Działacze Piraterny Motala zakontraktowali dotychczas ośmiu zawodników - jednego krajowego seniora, dwóch młodzieżowców oraz pięciu obcokrajowców. O sile zespołu prowadzonego przez Daniela Davidssona stanowić będą bracia Pawliccy - Przemysław i Piotr.
W kadrze widnieją również Paweł Przedpełski i Oskar Fajfer. Zestawienie tych doświadczonych jeźdźców uzupełnia Vaclav Milik.
- Skład jest dobrze znany kibicom w Szwecji, bo mamy też wielu zawodników, z którymi jesteśmy związani od kilku lat. Jestem zadowolony z tego, co posiadamy, choć szukamy jeszcze kilku nowych twarzy - powiedział Daniel Davidsson, którego cytuje serwis speedwayfans.se.
ZOBACZ WIDEO: Kulisy okienka transferowego. ZOOleszcz GKM miał więcej opcji
W minionym sezonie Piraterna zajęła trzecie miejsce w rundzie zasadniczej Bauhaus-Ligan, a następnie w ćwierćfinale musiała uznać wyższość Rospiggarny Hallstavik. Davidsson nie ukrywa, że mają pewien plan. - Trudno będzie nam zakontraktować kogoś, kto mógłby jeździć przez cały sezon. Dlatego też ważne będzie, by był on dostępny np. w play-offach. Chcemy mieć nieco szerszy skład w razie, gdyby pojawiły się kontuzje - dodał.

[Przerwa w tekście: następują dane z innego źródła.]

// Copyright 2023 Google LLC
//
// Licensed under the Apache License, Version 2.0 (the "License");
// you may not use this file except in compliance with the License.
// You may obtain a copy of the License at
//
//     https://www.apache.org/licenses/LICENSE-2.0
//
// Unless required by applicable law or agreed to in writing, software
// distributed under the License is distributed on an "AS IS" BASIS,
// WITHOUT WARRANTIES OR CONDITIONS OF ANY KIND, either express or implied.
// See the License for the specific language governing permissions and
// limitations under the License.

use std::pin::Pin;

use async_trait::async_trait;
use btleplug::{
    api::{Central, CentralEvent, Manager as _, Peripheral as _, ScanFilter},
    platform::{Adapter, Manager, Peripheral, PeripheralId},
};
use futures::{
    future,
    stream::{BoxStream, Stream},
    StreamExt,
};
use tracing::{debug, warn};

use super::BleDevice;
use crate::{
    api,
    common::{AdapterState, BluetoothError, DeviceId, DiscoveredDevice},
};

type EventStream = Pin<Box<dyn Stream<Item = CentralEvent> + Send>>;

/// Host adapter backed by BlueZ, CoreBluetooth or WinRT.
pub struct BleAdapter {
    inner: Adapter,
    /// Central events while a scan is running.
    events: Option<EventStream>,
}

impl BleAdapter {
    async fn find_peripheral(
        &self,
        id: &DeviceId,
    ) -> Result<Peripheral, BluetoothError> {
        self.inner
            .peripherals()
            .await?
            .into_iter()
            .find(|peripheral| peripheral.id().to_string() == id.as_str())
            .ok_or_else(|| BluetoothError::NotFound(format!("peripheral {}", id)))
    }

    async fn advertisement(
        &self,
        id: &PeripheralId,
    ) -> Result<DiscoveredDevice, BluetoothError> {
        let peripheral = self.inner.peripheral(id).await?;
        let properties = peripheral.properties().await?;
        let (name, rssi) = match properties {
            Some(properties) => (properties.local_name, properties.rssi),
            None => (None, None),
        };
        Ok(DiscoveredDevice::new(id.to_string(), name).with_rssi(rssi))
    }
}

#[async_trait]
impl api::BleAdapter for BleAdapter {
    type Device = BleDevice;

    async fn default() -> Result<Self, BluetoothError> {
        let manager = Manager::new().await?;
        let inner = manager.adapters().await?.into_iter().next().ok_or(
            BluetoothError::NotSupported(String::from("no bluetooth adapter")),
        )?;
        match inner.adapter_info().await {
            Ok(info) => debug!("Using adapter {}", info),
            Err(err) => warn!("Failed to describe adapter: {}", err),
        }

        Ok(BleAdapter {
            inner,
            events: None,
        })
    }

    async fn state(&self) -> Result<AdapterState, BluetoothError> {
        Ok(self.inner.adapter_state().await?.into())
    }

    async fn state_changes(
        &self,
    ) -> Result<BoxStream<'static, AdapterState>, BluetoothError> {
        let events = self.inner.events().await?;
        Ok(events
            .filter_map(|event| {
                future::ready(match event {
                    CentralEvent::StateUpdate(state) => Some(state.into()),
                    _ => None,
                })
            })
            .boxed())
    }

    async fn start_scan(&mut self) -> Result<(), BluetoothError> {
        // Subscribe first so no discovery slips in between.
        self.events = Some(self.inner.events().await?);
        if let Err(err) = self.inner.start_scan(ScanFilter::default()).await {
            self.events = None;
            return Err(err.into());
        }
        Ok(())
    }

    async fn stop_scan(&mut self) -> Result<(), BluetoothError> {
        if self.events.take().is_none() {
            return Err(BluetoothError::FailedPrecondition(String::from(
                "device scanning hasn't started, please call `start_scan()`",
            )));
        }
        self.inner.stop_scan().await?;
        Ok(())
    }

    async fn next_advertisement(
        &mut self,
    ) -> Result<DiscoveredDevice, BluetoothError> {
        loop {
            let events = self.events.as_mut().ok_or_else(|| {
                BluetoothError::FailedPrecondition(String::from(
                    "device scanning hasn't started, please call `start_scan()`",
                ))
            })?;
            let event = events.next().await.ok_or_else(|| {
                BluetoothError::Internal(String::from(
                    "Event returned from stream is None.",
                ))
            })?;

            let id = match event {
                CentralEvent::DeviceDiscovered(id)
                | CentralEvent::DeviceUpdated(id) => id,
                _ => continue,
            };
            // Peripherals can vanish between the event and the lookup; skip
            // those rather than ending the scan.
            match self.advertisement(&id).await {
                Ok(device) => break Ok(device),
                Err(err) => debug!("Skipping advertisement from {}: {}", id, err),
            }
        }
    }

    async fn connect(&self, id: &DeviceId) -> Result<BleDevice, BluetoothError> {
        let peripheral = self.find_peripheral(id).await?;
        let name = peripheral
            .properties()
            .await?
            .and_then(|properties| properties.local_name);
        if !peripheral.is_connected().await? {
            peripheral.connect().await?;
        }
        Ok(BleDevice::new(self.inner.clone(), peripheral, id.clone(), name))
    }
}
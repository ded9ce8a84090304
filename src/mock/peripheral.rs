// Copyright 2023 Google LLC
//
// Licensed under the Apache License, Version 2.0 (the "License");
// you may not use this file except in compliance with the License.
// You may obtain a copy of the License at
//
//     https://www.apache.org/licenses/LICENSE-2.0
//
// Unless required by applicable law or agreed to in writing, software
// distributed under the License is distributed on an "AS IS" BASIS,
// WITHOUT WARRANTIES OR CONDITIONS OF ANY KIND, either express or implied.
// See the License for the specific language governing permissions and
// limitations under the License.

use std::collections::HashSet;

use uuid::Uuid;

use crate::common::{
    BluetoothError, DeviceId, DiscoveredDevice, Service, WriteKind,
};

/// Scripted GATT server.
#[derive(Debug, Clone)]
pub struct MockPeripheral {
    pub(super) id: DeviceId,
    pub(super) name: Option<String>,
    pub(super) services: Vec<Service>,
    /// Characteristics that fail every write.
    pub(super) rejecting: HashSet<Uuid>,
    /// Targets that accept writes without showing up in discovery.
    pub(super) hidden: HashSet<(Uuid, Uuid)>,
    pub(super) fail_connect: bool,
    pub(super) fail_discovery: bool,
    pub(super) fail_disconnect: bool,
}

impl MockPeripheral {
    pub fn new(id: impl Into<DeviceId>, name: Option<&str>) -> Self {
        MockPeripheral {
            id: id.into(),
            name: name.map(String::from),
            services: Vec::new(),
            rejecting: HashSet::new(),
            hidden: HashSet::new(),
            fail_connect: false,
            fail_discovery: false,
            fail_disconnect: false,
        }
    }

    pub fn id(&self) -> &DeviceId {
        &self.id
    }

    pub fn with_service(mut self, service: Service) -> Self {
        self.services.push(service);
        self
    }

    pub fn rejecting(mut self, characteristic: Uuid) -> Self {
        self.rejecting.insert(characteristic);
        self
    }

    pub fn with_hidden_endpoint(mut self, service: Uuid, characteristic: Uuid) -> Self {
        self.hidden.insert((service, characteristic));
        self
    }

    pub fn failing_connect(mut self) -> Self {
        self.fail_connect = true;
        self
    }

    pub fn failing_discovery(mut self) -> Self {
        self.fail_discovery = true;
        self
    }

    pub fn failing_disconnect(mut self) -> Self {
        self.fail_disconnect = true;
        self
    }

    /// The advertisement this peripheral sends.
    pub fn advertisement(&self) -> DiscoveredDevice {
        DiscoveredDevice::new(self.id.clone(), self.name.clone())
    }

    pub(super) fn accept_write(
        &self,
        service: Uuid,
        characteristic: Uuid,
        kind: WriteKind,
    ) -> Result<(), BluetoothError> {
        if self.rejecting.contains(&characteristic) {
            return Err(BluetoothError::System(format!(
                "write to {} rejected",
                characteristic
            )));
        }
        if self.hidden.contains(&(service, characteristic)) {
            return Ok(());
        }

        let flags = self
            .services
            .iter()
            .filter(|s| s.uuid == service)
            .flat_map(|s| s.characteristics.iter())
            .find(|c| c.uuid == characteristic)
            .map(|c| c.flags)
            .ok_or_else(|| {
                BluetoothError::NotFound(format!("characteristic {}", characteristic))
            })?;
        let supported = match kind {
            WriteKind::WithResponse => flags.writable_with_response,
            WriteKind::WithoutResponse => flags.writable_without_response,
        };
        if supported {
            Ok(())
        } else {
            Err(BluetoothError::System(format!(
                "{} does not support {:?}",
                characteristic, kind
            )))
        }
    }
}
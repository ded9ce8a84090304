// Copyright 2023 Google LLC
//
// Licensed under the Apache License, Version 2.0 (the "License");
// you may not use this file except in compliance with the License.
// You may obtain a copy of the License at
//
//     https://www.apache.org/licenses/LICENSE-2.0
//
// Unless required by applicable law or agreed to in writing, software
// distributed under the License is distributed on an "AS IS" BASIS,
// WITHOUT WARRANTIES OR CONDITIONS OF ANY KIND, either express or implied.
// See the License for the specific language governing permissions and
// limitations under the License.

use std::time::Duration;

use serde::{Deserialize, Serialize};
use thiserror::Error;
use uuid::Uuid;

use crate::common::{Characteristic, NameFilter, WriteKind};

/// Command service exposed by the reference ESP32 arm firmware.
pub const DEFAULT_SERVICE_UUID: Uuid =
    Uuid::from_u128(0x12345678_1234_1234_1234_123456789abc);

/// Command characteristic exposed by the reference ESP32 arm firmware.
pub const DEFAULT_CHARACTERISTIC_UUID: Uuid =
    Uuid::from_u128(0x87654321_4321_4321_4321_cba987654321);

pub const DEFAULT_SCAN_TIMEOUT_MS: u64 = 10_000;

const DEFAULT_EVENT_CAPACITY: usize = 64;

/// Configuration error type.
#[non_exhaustive]
#[derive(Error, Debug)]
pub enum ConfigError {
    #[error("malformed configuration: {0}")]
    Parse(#[from] serde_json::Error),
    /// The string is not in 8-4-4-4-12 hex form.
    #[error("invalid UUID: {0}")]
    InvalidUuid(String),
    #[error("invalid configuration: {0}")]
    Invalid(String),
}

/// Checks the canonical hyphenated UUID shape, ignoring case. Braced, URN and
/// simple forms are rejected even though `Uuid::parse_str` would take them.
pub fn is_uuid_shape(text: &str) -> bool {
    const GROUPS: [usize; 5] = [8, 4, 4, 4, 12];

    let mut groups = text.split('-');
    let shape_ok = GROUPS.iter().all(|len| {
        groups.next().is_some_and(|group| {
            group.len() == *len
                && group.chars().all(|c| c.is_ascii_hexdigit())
        })
    });
    shape_ok && groups.next().is_none()
}

/// Fallback write target, used when discovery yields no characteristic that
/// accepts a command.
#[derive(Debug, Clone, Copy, PartialEq, Eq, Serialize, Deserialize)]
pub struct EndpointConfig {
    pub service: Uuid,
    pub characteristic: Uuid,
}

impl EndpointConfig {
    pub fn new(service: Uuid, characteristic: Uuid) -> Self {
        EndpointConfig {
            service,
            characteristic,
        }
    }

    /// Builds an endpoint from user-entered strings.
    pub fn parse(service: &str, characteristic: &str) -> Result<Self, ConfigError> {
        Ok(EndpointConfig {
            service: parse_uuid(service)?,
            characteristic: parse_uuid(characteristic)?,
        })
    }
}

impl Default for EndpointConfig {
    fn default() -> Self {
        EndpointConfig::new(DEFAULT_SERVICE_UUID, DEFAULT_CHARACTERISTIC_UUID)
    }
}

fn parse_uuid(text: &str) -> Result<Uuid, ConfigError> {
    let text = text.trim();
    if !is_uuid_shape(text) {
        return Err(ConfigError::InvalidUuid(String::from(text)));
    }
    Uuid::parse_str(text).map_err(|_| ConfigError::InvalidUuid(String::from(text)))
}

/// Which GATT write to issue against a discovered characteristic.
#[derive(Debug, Clone, Copy, PartialEq, Eq, Default, Serialize, Deserialize)]
#[serde(rename_all = "snake_case")]
pub enum WritePolicy {
    /// Response-confirmed write for every candidate, including those that
    /// only advertise write-without-response.
    #[default]
    AlwaysWithResponse,
    /// Response-confirmed write when the characteristic supports it,
    /// unconfirmed write otherwise.
    MatchProperties,
}

impl WritePolicy {
    pub fn write_kind(&self, characteristic: &Characteristic) -> WriteKind {
        match self {
            WritePolicy::AlwaysWithResponse => WriteKind::WithResponse,
            WritePolicy::MatchProperties => {
                if characteristic.flags.writable_with_response {
                    WriteKind::WithResponse
                } else {
                    WriteKind::WithoutResponse
                }
            }
        }
    }
}

/// Tunables for `ConnectionManager`.
#[derive(Debug, Clone, PartialEq, Eq, Serialize, Deserialize)]
#[serde(default)]
pub struct ManagerConfig {
    pub scan_timeout_ms: u64,
    pub name_filter: NameFilter,
    pub endpoint: EndpointConfig,
    pub write_policy: WritePolicy,
    /// Buffer of the `ManagerEvent` broadcast channel. Slow subscribers that
    /// fall further behind than this miss events.
    pub event_capacity: usize,
}

impl ManagerConfig {
    /// Parses a JSON document. Missing fields take their defaults.
    pub fn from_json(json: &str) -> Result<Self, ConfigError> {
        let config: ManagerConfig = serde_json::from_str(json)?;
        config.validate()?;
        Ok(config)
    }

    pub fn validate(&self) -> Result<(), ConfigError> {
        if self.scan_timeout_ms == 0 {
            return Err(ConfigError::Invalid(String::from(
                "scan_timeout_ms must be greater than zero",
            )));
        }
        if self.event_capacity == 0 {
            return Err(ConfigError::Invalid(String::from(
                "event_capacity must be greater than zero",
            )));
        }
        Ok(())
    }

    pub fn scan_timeout(&self) -> Duration {
        Duration::from_millis(self.scan_timeout_ms)
    }
}

impl Default for ManagerConfig {
    fn default() -> Self {
        ManagerConfig {
            scan_timeout_ms: DEFAULT_SCAN_TIMEOUT_MS,
            name_filter: NameFilter::default(),
            endpoint: EndpointConfig::default(),
            write_policy: WritePolicy::default(),
            event_capacity: DEFAULT_EVENT_CAPACITY,
        }
    }
}
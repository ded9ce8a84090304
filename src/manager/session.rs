// Copyright 2023 Google LLC
//
// Licensed under the Apache License, Version 2.0 (the "License");
// you may not use this file except in compliance with the License.
// You may obtain a copy of the License at
//
//     https://www.apache.org/licenses/LICENSE-2.0
//
// Unless required by applicable law or agreed to in writing, software
// distributed under the License is distributed on an "AS IS" BASIS,
// WITHOUT WARRANTIES OR CONDITIONS OF ANY KIND, either express or implied.
// See the License for the specific language governing permissions and
// limitations under the License.

use tokio::task::JoinHandle;

use crate::{
    api::BleDevice,
    common::{DeviceInfo, Service},
};

/// The one live connection a manager owns. Dropping it stops its disconnect
/// watcher.
pub(crate) struct Session<D> {
    /// Distinguishes this session from any earlier one to the same device.
    pub(crate) id: u64,
    pub(crate) device: D,
    pub(crate) services: Vec<Service>,
    watcher: Option<JoinHandle<()>>,
}

impl<D: BleDevice> Session<D> {
    pub(crate) fn new(id: u64, device: D, services: Vec<Service>) -> Self {
        Session {
            id,
            device,
            services,
            watcher: None,
        }
    }

    pub(crate) fn set_watcher(&mut self, watcher: JoinHandle<()>) {
        if let Some(previous) = self.watcher.replace(watcher) {
            previous.abort();
        }
    }

    pub(crate) fn info(&self) -> DeviceInfo {
        self.info_with(self.services.clone())
    }

    pub(crate) fn info_with(&self, services: Vec<Service>) -> DeviceInfo {
        DeviceInfo {
            id: self.device.id(),
            name: self.device.name(),
            services,
        }
    }
}

impl<D> Drop for Session<D> {
    fn drop(&mut self) {
        if let Some(watcher) = self.watcher.take() {
            watcher.abort();
        }
    }
}
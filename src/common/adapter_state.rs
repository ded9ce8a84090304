// Copyright 2023 Google LLC
//
// Licensed under the Apache License, Version 2.0 (the "License");
// you may not use this file except in compliance with the License.
// You may obtain a copy of the License at
//
//     https://www.apache.org/licenses/LICENSE-2.0
//
// Unless required by applicable law or agreed to in writing, software
// distributed under the License is distributed on an "AS IS" BASIS,
// WITHOUT WARRANTIES OR CONDITIONS OF ANY KIND, either express or implied.
// See the License for the specific language governing permissions and
// limitations under the License.

use std::fmt;

use super::Remedy;

/// Power state of the local Bluetooth radio, as reported by the OS.
#[derive(Debug, Clone, Copy, PartialEq, Eq, Hash, Default)]
pub enum AdapterState {
    #[default]
    Unknown,
    Resetting,
    Unsupported,
    Unauthorized,
    PoweredOff,
    PoweredOn,
}

impl AdapterState {
    pub fn is_powered_on(&self) -> bool {
        *self == AdapterState::PoweredOn
    }

    /// Why the radio can't be used, or `None` if it is powered on.
    pub fn unavailable_reason(&self) -> Option<AdapterUnavailableReason> {
        match self {
            AdapterState::PoweredOn => None,
            AdapterState::PoweredOff => Some(AdapterUnavailableReason::Off),
            AdapterState::Unauthorized => {
                Some(AdapterUnavailableReason::Unauthorized)
            }
            AdapterState::Unsupported => {
                Some(AdapterUnavailableReason::Unsupported)
            }
            AdapterState::Resetting => Some(AdapterUnavailableReason::NotReady),
            AdapterState::Unknown => Some(AdapterUnavailableReason::Unknown),
        }
    }
}

/// Sub-reason attached to `ConnectionError::AdapterUnavailable`.
#[derive(Debug, Clone, Copy, PartialEq, Eq, Hash)]
pub enum AdapterUnavailableReason {
    Off,
    Unauthorized,
    Unsupported,
    /// Transient, e.g. the radio is resetting.
    NotReady,
    Unknown,
}

impl AdapterUnavailableReason {
    /// Short heading for a remediation prompt.
    pub fn title(&self) -> &'static str {
        match self {
            AdapterUnavailableReason::Off => "Enable Bluetooth",
            AdapterUnavailableReason::Unauthorized => {
                "Bluetooth Permission Required"
            }
            AdapterUnavailableReason::Unsupported => "Bluetooth Not Supported",
            AdapterUnavailableReason::NotReady => "Bluetooth Required",
            AdapterUnavailableReason::Unknown => "Bluetooth Issue",
        }
    }

    /// Body text for a remediation prompt.
    pub fn message(&self) -> &'static str {
        match self {
            AdapterUnavailableReason::Off => {
                "Bluetooth is turned off. Please enable Bluetooth to connect to your U-ARM device."
            }
            AdapterUnavailableReason::Unauthorized => {
                "Bluetooth permission is not granted. Please allow Bluetooth access in Settings."
            }
            AdapterUnavailableReason::Unsupported => {
                "Bluetooth Low Energy is not supported on this device."
            }
            AdapterUnavailableReason::NotReady => {
                "Bluetooth is not ready (State: Resetting). Please ensure Bluetooth is enabled."
            }
            AdapterUnavailableReason::Unknown => {
                "Bluetooth state is unknown. Please check your device settings."
            }
        }
    }

    pub fn remedy(&self) -> Remedy {
        match self {
            AdapterUnavailableReason::Off => Remedy::EnableBluetooth,
            AdapterUnavailableReason::Unauthorized => Remedy::OpenSettings,
            AdapterUnavailableReason::Unsupported => Remedy::None,
            AdapterUnavailableReason::NotReady => Remedy::Retry,
            AdapterUnavailableReason::Unknown => Remedy::Retry,
        }
    }
}

impl fmt::Display for AdapterUnavailableReason {
    fn fmt(&self, f: &mut fmt::Formatter<'_>) -> fmt::Result {
        let reason = match self {
            AdapterUnavailableReason::Off => "off",
            AdapterUnavailableReason::Unauthorized => "unauthorized",
            AdapterUnavailableReason::Unsupported => "unsupported",
            AdapterUnavailableReason::NotReady => "not ready",
            AdapterUnavailableReason::Unknown => "unknown",
        };
        f.write_str(reason)
    }
}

W szwedzkim środowisku mówi się, że Piraterna ma rozważać jedno nazwisko pod kątem wzmocnienia. Miałby to być świeżo upieczony mistrz Australii Rohan Tungate. Daniel Davidsson pytany, czy ma wymarzonych zawodników, którzy mogliby podpisać kontrakty, wskazał na Mikkela Michelsena i Macieja Janowskiego. Obaj mieli dostać już propozycje, ale na razie nic nie jest przesądzone.